Pour revenir à la construction imaginée plus haut par Christian Noyer, un fonds, avec une mise initiale de 100 millions de $, peut prendre des positions spéculatives sur le marché du pétrole ou du blé allant jusqu’à 6 milliards de dollars. Comme une baisse des cours inopinée de seulement 2 % suffit pour effacer tout le capital initial, on peut s’imaginer les conséquences sur un marché comme celui du pétrole, où le coût du baril de brut oscilla sur 12 mois entre 40 et 150 $.

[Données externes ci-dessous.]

//! Cancellable background tasks.
//!
//! [`TaskHandle::spawn`] runs a future on the tokio runtime and keeps two ways
//! to end it early:
//! - [`TaskHandle::abort`] kills it at its next suspension point, discarding the
//!   continuation
//! - [`TaskHandle::cancel`] signals it through its [`CancelSignal`] and lets it
//!   decide where to stop
//!
//! Both wait for the task to be gone before returning, so hardware commands
//! issued afterwards cannot race a command still in flight from the task.
//! Dropping a handle detaches the task; it keeps running.

use std::future::Future;
use tokio::sync::oneshot;
use tokio::task::JoinHandle;

/// Cooperative cancellation request delivered to a spawned task.
#[derive(Debug)]
pub struct CancelSignal {
    rx: oneshot::Receiver<()>,
}

impl CancelSignal {
    /// Resolve once cancellation is requested.
    ///
    /// Never resolves if the handle was dropped without cancelling.
    pub async fn cancelled(&mut self) {
        if (&mut self.rx).await.is_err() {
            std::future::pending::<()>().await;
        }
    }
}

/// Handle to a spawned background task.
#[derive(Debug)]
pub struct TaskHandle<T> {
    name: String,
    join: JoinHandle<T>,
    cancel_tx: Option<oneshot::Sender<()>>,
}

impl<T: Send + 'static> TaskHandle<T> {
    /// Spawn `body` with a fresh cancel signal.
    pub fn spawn<F, Fut>(name: impl Into<String>, body: F) -> Self
    where
        F: FnOnce(CancelSignal) -> Fut,
        Fut: Future<Output = T> + Send + 'static,
    {
        let name = name.into();
        let (cancel_tx, rx) = oneshot::channel();
        let join = tokio::spawn(body(CancelSignal { rx }));
        tracing::debug!(task = %name, "spawned");
        Self {
            name,
            join,
            cancel_tx: Some(cancel_tx),
        }
    }

    /// Task name used in logs.
    pub fn name(&self) -> &str {
        &self.name
    }

    /// Whether the task has completed (normally, by panic or by abort).
    pub fn is_finished(&self) -> bool {
        self.join.is_finished()
    }

    /// Wait for completion. `None` if the task panicked or was aborted.
    pub async fn join(self) -> Option<T> {
        match self.join.await {
            Ok(value) => Some(value),
            Err(e) => {
                if e.is_panic() {
                    tracing::error!(task = %self.name, "background task panicked");
                }
                None
            }
        }
    }

    /// Kill the task and wait for it to be gone.
    ///
    /// Returns `Some` only if the task had already completed on its own.
    pub async fn abort(self) -> Option<T> {
        self.join.abort();
        let name = self.name.clone();
        let result = self.join().await;
        if result.is_none() {
            tracing::debug!(task = %name, "aborted");
        }
        result
    }

    /// Request cooperative cancellation and wait for the task to finish.
    pub async fn cancel(mut self) -> Option<T> {
        if let Some(tx) = self.cancel_tx.take() {
            // The task may already be done and have dropped its signal.
            let _ = tx.send(());
        }
        self.join().await
    }
}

Comme la spéculation sur le marché des subprimes est finie pour cause de catastrophe financière, les grands survivants de la finance internationale se lancent maintenant avec toute leur force de frappe dans les paris sur les matières premières. Ainsi JPMorgan et BNPParisbas ont crées de nouveaux « véhicules », les « commodity indices ». En utilisant des superordinateurs capables d’exécuter des milliers d’opérations de trading par seconde, les ordres dites « flash », ils exploitent les moindres variations des cours et peuvent bien sûr les orienter. 400 des 20.000 sociétés de trading américaines ont déjà accaparés quelque 45 % des ordres passées chaque jour, faisant ainsi la pluie et le beau temps pour le prix du pain, de la viande, du café, du chocolat et bien sûr des carburants que nous consommons.
La seule division « commodities » de Goldman Sachs a ainsi engrangé 6,8 milliards de $ de bénéfices rien qu’au 2e semestre de cette année. D’autres grandes banques, comme BNP Paribas, après avoir engrangé les aides des Gouvernements français, belge et luxembourgeois, se refont une santé sur les marchés hautement spéculatifs, et recommencent à distribuer des primes mirifiques à leurs traders.
Il va sans dire que les mêmes banques viennent d’engager des opérations de lobbying féroces notamment à Washington, Londres et Bruxelles, pour empêcher toute législation limitant la « liberté d’entreprendre ». Ainsi les propositions encore bien timides de la Commission en matière de régulation des marchés sont déjà contestées par la City et donc le Gouvernement de Sa Majesté.
L’humanité restera-t-elle donc à la merci d’une sphère financière incontrôlable et ingouvernable, qui sous prétexte de liberté d’entreprendre accumule les prises de risque servant la cupidité des financiers, mais laisse à la société la responsabilité d’assumer le coût du sauvetage ?
Dans une édition récente le magazine allemand « Der Spiegel » cite un banquier qui résume l’évolution du capitalisme financier dans un raccourci saisissant : <Au début les banques se sont servis sur l’argent de leurs clients. Puis elles ont consommé l’argent de leurs actionnaires. Maintenant elles puisent dans le plus vaste des réservoirs : l’argent du contribuable>.
C’est inacceptable. Je suis de ceux qui pensent qu’il n’y pas d’alternative à l’économie de marché. Mais le marché n’est ni infaillible, ni juste. Il n’évolue que dans le présent et est incapable d’anticiper l’avenir. Le marché reste la rencontre du hasard et de la nécessité. Sans règles, c’est la jungle.
Au Parlement Européen il semble exister une majorité désireuse de tirer des enseignements définitifs de la crise. Nous allons nous battre pour obliger les Gouvernements d’établir sur le plan international un ensemble de règles pour toute la galaxie financière. Aucune zone d’ombre ne doit être tolérée. Le secteur privé doit assumer le coût de ses erreurs, y compris sur les deniers personnels des dirigeants si grassement rémunérés pour des responsabilités qu’ils n’ont jamais assumés jusqu’à présent.
Transparence et responsabilisation doivent être à la base de la bonne gouvernance du monde financier.
Conférence à l’Université de Santander le 26 août 2009.